31 F.4th 560
7th Cir.2022Background:
- Perez, a Staples sales representative (former national trainer), had documented performance problems beginning in mid-2015 and was placed on repeated corrective plans.
- In March 2016 Staples put Perez on an "associate success plan" (Mar 7–Jun 6, 2016) requiring: $75,000 in Salesforce "wins" per 30-day period; five selling appointments per week (one a first meeting); and a $1,000,000 Salesforce pipeline with specified growth.
- During the plan Staples records show Perez did not meet the metrics (Coha reported $48k Mar, $75k Apr, $25k May); Perez disputed these figures with a self-made chart (Ex. 31) and later interactive spreadsheets.
- Perez also told his supervisor he would not participate in selling a New York‑prohibited detergent (Clax Mild Forte) and served four days as jury foreperson (May 10–13, 2016); he was terminated on June 10, 2016.

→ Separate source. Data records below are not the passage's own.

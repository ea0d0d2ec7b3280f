//! Protocol message definitions
//!
//! The header that precedes every payload on the wire.

use std::fmt;

use chrono::{DateTime, Utc};
use serde::{Deserialize, Deserializer, Serialize};

/// Delivery status carried in every frame header.
///
/// Serializes as the bare variant name (`"Normal"`, `"AuthSuccess"`, …)
/// for compatibility with existing WatsonTcp peers.
#[derive(Debug, Clone, Copy, PartialEq, Eq, Serialize)]
pub enum Status {
    Normal,
    Success,
    Failure,
    AuthRequired,
    AuthRequested,
    AuthSuccess,
    AuthFailure,
    Removed,
    Shutdown,
    Heartbeat,
    Timeout,
    RegisterClient,
}

impl Status {
    pub fn as_str(&self) -> &'static str {
        match self {
            Status::Normal => "Normal",
            Status::Success => "Success",
            Status::Failure => "Failure",
            Status::AuthRequired => "AuthRequired",
            Status::AuthRequested => "AuthRequested",
            Status::AuthSuccess => "AuthSuccess",
            Status::AuthFailure => "AuthFailure",
            Status::Removed => "Removed",
            Status::Shutdown => "Shutdown",
            Status::Heartbeat => "Heartbeat",
            Status::Timeout => "Timeout",
            Status::RegisterClient => "RegisterClient",
        }
    }

    fn from_name(name: &str) -> Self {
        match name {
            "Success" => Status::Success,
            "Failure" => Status::Failure,
            "AuthRequired" => Status::AuthRequired,
            "AuthRequested" => Status::AuthRequested,
            "AuthSuccess" => Status::AuthSuccess,
            "AuthFailure" => Status::AuthFailure,
            "Removed" => Status::Removed,
            "Shutdown" => Status::Shutdown,
            "Heartbeat" => Status::Heartbeat,
            "Timeout" => Status::Timeout,
            "RegisterClient" => Status::RegisterClient,
            // Unknown names (and the empty string some peers emit for an
            // unset status) fall back to Normal rather than rejecting the
            // frame.
            _ => Status::Normal,
        }
    }
}

impl Default for Status {
    fn default() -> Self {
        Status::Normal
    }
}

impl fmt::Display for Status {
    fn fmt(&self, f: &mut fmt::Formatter<'_>) -> fmt::Result {
        f.write_str(self.as_str())
    }
}

impl<'de> Deserialize<'de> for Status {
    fn deserialize<D: Deserializer<'de>>(deserializer: D) -> Result<Self, D::Error> {
        let name = String::deserialize(deserializer)?;
        Ok(Status::from_name(&name))
    }
}

/// One framed application message: this header plus `content_length`
/// opaque payload bytes.
///
/// Optional fields are omitted from the wire when absent. Field renames
/// pin the wire names used by the WatsonTcp dialect.
#[derive(Debug, Clone, PartialEq, Serialize, Deserialize)]
pub struct Message {
    /// Byte length of the payload following the header. Never negative.
    #[serde(rename = "len", default)]
    pub content_length: i64,

    /// Preshared key bytes, present only on `AuthRequested` frames.
    /// Base64 on the wire.
    #[serde(
        rename = "psk",
        default,
        with = "psk_base64",
        skip_serializing_if = "Option::is_none"
    )]
    pub preshared_key: Option<Vec<u8>>,

    #[serde(rename = "status", default)]
    pub status: Status,

    /// Application metadata attached to the frame.
    #[serde(rename = "md", default, skip_serializing_if = "Option::is_none")]
    pub metadata: Option<serde_json::Map<String, serde_json::Value>>,

    /// The sender awaits a correlated response to this frame.
    #[serde(rename = "syncreq", default)]
    pub sync_request: bool,

    /// This frame answers a prior sync request. Never set together with
    /// `sync_request`.
    #[serde(rename = "syncresp", default)]
    pub sync_response: bool,

    /// Stamped by the sender immediately before the frame is written.
    #[serde(rename = "ts", default = "epoch")]
    pub timestamp_utc: DateTime<Utc>,

    /// Advisory expiration instant.
    #[serde(rename = "exp", default, skip_serializing_if = "Option::is_none")]
    pub expiration_utc: Option<DateTime<Utc>>,

    /// Correlation token tying a sync request to its response. Empty
    /// unless the frame is correlated.
    #[serde(rename = "convguid", default)]
    pub conversation_guid: String,

    /// Peer-local identity; never serialized.
    #[serde(skip)]
    pub sender_guid: String,
}

fn epoch() -> DateTime<Utc> {
    DateTime::UNIX_EPOCH
}

impl Default for Message {
    fn default() -> Self {
        Self {
            content_length: 0,
            preshared_key: None,
            status: Status::Normal,
            metadata: None,
            sync_request: false,
            sync_response: false,
            timestamp_utc: epoch(),
            expiration_utc: None,
            conversation_guid: String::new(),
            sender_guid: String::new(),
        }
    }
}

impl Message {
    /// A default message carrying the given status.
    pub fn with_status(status: Status) -> Self {
        Self {
            status,
            ..Self::default()
        }
    }
}

/// The Go and C# implementations marshal the key bytes as a base64
/// string; mirror that so handshakes interoperate.
mod psk_base64 {
    use base64::engine::general_purpose::STANDARD;
    use base64::Engine;
    use serde::{Deserialize, Deserializer, Serializer};

    pub fn serialize<S: Serializer>(
        value: &Option<Vec<u8>>,
        serializer: S,
    ) -> Result<S::Ok, S::Error> {
        match value {
            Some(bytes) => serializer.serialize_str(&STANDARD.encode(bytes)),
            None => serializer.serialize_none(),
        }
    }

    pub fn deserialize<'de, D: Deserializer<'de>>(
        deserializer: D,
    ) -> Result<Option<Vec<u8>>, D::Error> {
        let encoded: Option<String> = Option::deserialize(deserializer)?;
        match encoded {
            Some(encoded) => STANDARD
                .decode(encoded.as_bytes())
                .map(Some)
                .map_err(serde::de::Error::custom),
            None => Ok(None),
        }
    }
}
//! # watson-client
//!
//! Client endpoint for the Watson framed-message transport.
//!
//! A [`Client`] dials a server (optionally upgrading to TLS), performs
//! the preshared-key handshake when configured, waits for the server's
//! registration frame, and then runs a background read loop that routes
//! incoming frames to the application's [`ClientHandler`] or to waiting
//! sync requests.
//!
//! ```rust,no_run
//! use std::sync::Arc;
//! use watson_client::{Client, ClientHandler, ClientOptions};
//! use watson_common::Message;
//!
//! struct Printer;
//!
//! #[async_trait::async_trait]
//! impl ClientHandler for Printer {
//!     async fn on_message(&self, _msg: Message, data: Vec<u8>) {
//!         println!("received {} bytes", data.len());
//!     }
//! }
//!
//! #[tokio::main]
//! async fn main() -> watson_common::Result<()> {
//!     let client = Client::new(
//!         "127.0.0.1:9000",
//!         None,
//!         Arc::new(Printer),
//!         ClientOptions::default(),
//!     );
//!     client.connect().await?;
//!     client.send(Message::default(), b"hello").await?;
//!     client.disconnect().await;
//!     Ok(())
//! }
//! ```

mod client;
mod handler;
mod options;

pub use client::Client;
pub use handler::ClientHandler;
pub use options::ClientOptions;

// Re-export the pieces applications need to configure and drive a client.
pub use watson_common::transport::{ClientTls, KeepAlive};
pub use watson_common::{Error, Message, Result, Statistics, Status};
//! # watson-common
//!
//! Shared components for the Watson framed-message transport.
//!
//! This crate contains:
//! - Wire protocol definitions and the header codec
//! - Transport plumbing (plain TCP or TLS streams, keepalive)
//! - Transfer statistics counters
//! - Shared error definitions
//!
//! The wire dialect matches WatsonTcp: a UTF-8 JSON header terminated by
//! `\r\n\r\n`, immediately followed by the declared number of payload
//! bytes. Endpoints built on this crate interoperate with existing
//! WatsonTcp peers.

pub mod error;
pub mod protocol;
pub mod stats;
pub mod transport;

// Re-export commonly used items at crate root
pub use error::{Error, Result};
pub use protocol::{Message, Status};
pub use stats::Statistics;
pub use transport::{BoxedStream, ClientTls, KeepAlive};
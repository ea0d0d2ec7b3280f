//! Accept-time IP filtering.
//!
//! A pattern matches a candidate when it parses as an exact address
//! equal to it, or as a CIDR network containing it. Blocked patterns
//! always win; a non-empty permit list turns the filter into an allow
//! list.

use std::net::IpAddr;

use ipnet::IpNet;

pub(crate) fn ip_allowed(ip: IpAddr, permitted: &[String], blocked: &[String]) -> bool {
    if blocked.iter().any(|pattern| ip_match(ip, pattern)) {
        return false;
    }
    if !permitted.is_empty() {
        return permitted.iter().any(|pattern| ip_match(ip, pattern));
    }
    true
}

fn ip_match(ip: IpAddr, pattern: &str) -> bool {
    if let Ok(exact) = pattern.parse::<IpAddr>() {
        return ip == exact;
    }
    if let Ok(network) = pattern.parse::<IpNet>() {
        return network.contains(&ip);
    }
    false
}

#[cfg(test)]
mod tests {
    use super::*;

    fn ip(s: &str) -> IpAddr {
        s.parse().unwrap()
    }

    fn patterns(items: &[&str]) -> Vec<String> {
        items.iter().map(|s| s.to_string()).collect()
    }

    #[test]
    fn open_by_default() {
        assert!(ip_allowed(ip("203.0.113.9"), &[], &[]));
    }

    #[test]
    fn exact_block_wins() {
        let blocked = patterns(&["127.0.0.1"]);
        assert!(!ip_allowed(ip("127.0.0.1"), &[], &blocked));
        assert!(ip_allowed(ip("127.0.0.2"), &[], &blocked));
    }

    #[test]
    fn cidr_block_contains() {
        let blocked = patterns(&["10.0.0.0/8"]);
        assert!(!ip_allowed(ip("10.42.0.1"), &[], &blocked));
        assert!(ip_allowed(ip("11.0.0.1"), &[], &blocked));
    }

    #[test]
    fn permit_list_restricts() {
        let permitted = patterns(&["192.168.1.0/24"]);
        assert!(ip_allowed(ip("192.168.1.77"), &permitted, &[]));
        assert!(!ip_allowed(ip("192.168.2.77"), &permitted, &[]));
    }

    #[test]
    fn block_overrides_permit() {
        let permitted = patterns(&["192.168.1.0/24"]);
        let blocked = patterns(&["192.168.1.77"]);
        assert!(!ip_allowed(ip("192.168.1.77"), &permitted, &blocked));
        assert!(ip_allowed(ip("192.168.1.78"), &permitted, &blocked));
    }

    #[test]
    fn unparseable_pattern_never_matches() {
        let blocked = patterns(&["not-an-ip"]);
        assert!(ip_allowed(ip("127.0.0.1"), &[], &blocked));
        let permitted = patterns(&["also bad"]);
        assert!(!ip_allowed(ip("127.0.0.1"), &permitted, &[]));
    }

    #[test]
    fn ipv6_patterns() {
        let blocked = patterns(&["::1"]);
        assert!(!ip_allowed(ip("::1"), &[], &blocked));
        let permitted = patterns(&["2001:db8::/32"]);
        assert!(ip_allowed(ip("2001:db8::5"), &permitted, &[]));
        assert!(!ip_allowed(ip("2001:db9::5"), &permitted, &[]));
    }
}
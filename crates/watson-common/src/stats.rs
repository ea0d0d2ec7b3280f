//! Runtime transfer counters shared by both endpoint roles.

use std::fmt;
use std::sync::atomic::{AtomicI64, Ordering};
use std::time::{Duration, Instant};

use chrono::{DateTime, Utc};

/// Monotonic totals for bytes and messages moved through an endpoint.
///
/// All counters are updated and read atomically; the struct is shared
/// behind an `Arc` between the endpoint's loops and the application.
#[derive(Debug)]
pub struct Statistics {
    start_time: DateTime<Utc>,
    started: Instant,
    received_bytes: AtomicI64,
    received_messages: AtomicI64,
    sent_bytes: AtomicI64,
    sent_messages: AtomicI64,
}

impl Statistics {
    pub fn new() -> Self {
        Self {
            start_time: Utc::now(),
            started: Instant::now(),
            received_bytes: AtomicI64::new(0),
            received_messages: AtomicI64::new(0),
            sent_bytes: AtomicI64::new(0),
            sent_messages: AtomicI64::new(0),
        }
    }

    /// Instant at which the endpoint was created.
    pub fn start_time(&self) -> DateTime<Utc> {
        self.start_time
    }

    pub fn uptime(&self) -> Duration {
        self.started.elapsed()
    }

    pub fn received_bytes(&self) -> i64 {
        self.received_bytes.load(Ordering::Relaxed)
    }

    pub fn received_messages(&self) -> i64 {
        self.received_messages.load(Ordering::Relaxed)
    }

    pub fn sent_bytes(&self) -> i64 {
        self.sent_bytes.load(Ordering::Relaxed)
    }

    pub fn sent_messages(&self) -> i64 {
        self.sent_messages.load(Ordering::Relaxed)
    }

    /// Average received message size; zero before the first message.
    pub fn received_message_size_average(&self) -> i64 {
        let messages = self.received_messages();
        if messages == 0 {
            return 0;
        }
        self.received_bytes() / messages
    }

    /// Average sent message size; zero before the first message.
    pub fn sent_message_size_average(&self) -> i64 {
        let messages = self.sent_messages();
        if messages == 0 {
            return 0;
        }
        self.sent_bytes() / messages
    }

    pub fn add_received_bytes(&self, n: i64) {
        self.received_bytes.fetch_add(n, Ordering::Relaxed);
    }

    pub fn increment_received_messages(&self) {
        self.received_messages.fetch_add(1, Ordering::Relaxed);
    }

    pub fn add_sent_bytes(&self, n: i64) {
        self.sent_bytes.fetch_add(n, Ordering::Relaxed);
    }

    pub fn increment_sent_messages(&self) {
        self.sent_messages.fetch_add(1, Ordering::Relaxed);
    }

    /// Clear the counters, preserving the start instant.
    pub fn reset(&self) {
        self.received_bytes.store(0, Ordering::Relaxed);
        self.received_messages.store(0, Ordering::Relaxed);
        self.sent_bytes.store(0, Ordering::Relaxed);
        self.sent_messages.store(0, Ordering::Relaxed);
    }
}

impl Default for Statistics {
    fn default() -> Self {
        Self::new()
    }
}

impl fmt::Display for Statistics {
    fn fmt(&self, f: &mut fmt::Formatter<'_>) -> fmt::Result {
        writeln!(f, "--- Statistics ---")?;
        writeln!(f, "    Started     : {}", self.start_time.to_rfc3339())?;
        writeln!(f, "    Uptime      : {:?}", self.uptime())?;
        writeln!(f, "    Received    : ")?;
        writeln!(f, "       Bytes    : {}", self.received_bytes())?;
        writeln!(f, "       Messages : {}", self.received_messages())?;
        writeln!(
            f,
            "       Average  : {} bytes",
            self.received_message_size_average()
        )?;
        writeln!(f, "    Sent        : ")?;
        writeln!(f, "       Bytes    : {}", self.sent_bytes())?;
        writeln!(f, "       Messages : {}", self.sent_messages())?;
        writeln!(
            f,
            "       Average  : {} bytes",
            self.sent_message_size_average()
        )
    }
}

#[cfg(test)]
mod tests {
    use super::*;

    #[test]
    fn averages_truncate_and_handle_zero() {
        let stats = Statistics::new();
        assert_eq!(stats.received_message_size_average(), 0);

        stats.increment_received_messages();
        stats.increment_received_messages();
        stats.add_received_bytes(7);
        assert_eq!(stats.received_message_size_average(), 3);
    }

    #[test]
    fn reset_clears_counters_but_keeps_start() {
        let stats = Statistics::new();
        let started = stats.start_time();
        stats.add_sent_bytes(128);
        stats.increment_sent_messages();

        stats.reset();
        assert_eq!(stats.sent_bytes(), 0);
        assert_eq!(stats.sent_messages(), 0);
        assert_eq!(stats.start_time(), started);
    }

    #[test]
    fn counters_accumulate() {
        let stats = Statistics::new();
        stats.add_sent_bytes(10);
        stats.add_sent_bytes(5);
        stats.increment_sent_messages();
        assert_eq!(stats.sent_bytes(), 15);
        assert_eq!(stats.sent_messages(), 1);
    }
}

- Perez sued under the Illinois Jury Act, the Illinois Whistleblower Act, and common-law retaliatory discharge; the district court granted summary judgment for Staples, and Perez appealed.
Issues:
| Issue | Plaintiff's Argument | Defendant's Argument | Held |
|---|---|---|---|
| Subject‑matter jurisdiction (diversity) | Removal/diversity defective after caption amendment | Diversity existed at removal and caption change does not divest jurisdiction | Diversity jurisdiction proper; amendment did not defeat jurisdiction |
| Admissibility of Perez’s sales chart (Ex. 31) | Chart proves he met the plan’s sales requirement | Chart lacks foundation and cannot be verified | Court considered chart but found it inadmissible/insufficient to show compliance |
| Failure to produce work laptop / adverse inference | Staples destroyed laptop evidence; adverse inference warranted | No evidence of bad‑faith spoliation; plaintiff waived discovery objections | No adverse inference; plaintiff waived claims about magistrate discovery rulings |
| Jury‑service retaliation (Illinois Jury Act & common law) | Jury duty was a proximate cause of termination | Termination resulted from documented poor performance under the plan | No genuine dispute that poor performance motivated firing; jury service not shown to be causal |
| Whistleblower claim re: refusal to sell NY‑prohibited detergent | Refusal to participate in illegal sale (Clax) is protected activity | Illinois Whistleblower Act requires violation of Illinois (state) or federal law; NY law not a basis; no retaliatory motive shown | Court construed “State” as Illinois; NY regulation cannot support the statutory or common‑law claim; alternatively, insufficient evidence of retaliatory motive |
Key Cases Cited
- Freeport‑McMoRan, Inc. v. KN Energy, Inc., 498 U.S. 426 (rule that jurisdiction assessed at time of filing/ removal)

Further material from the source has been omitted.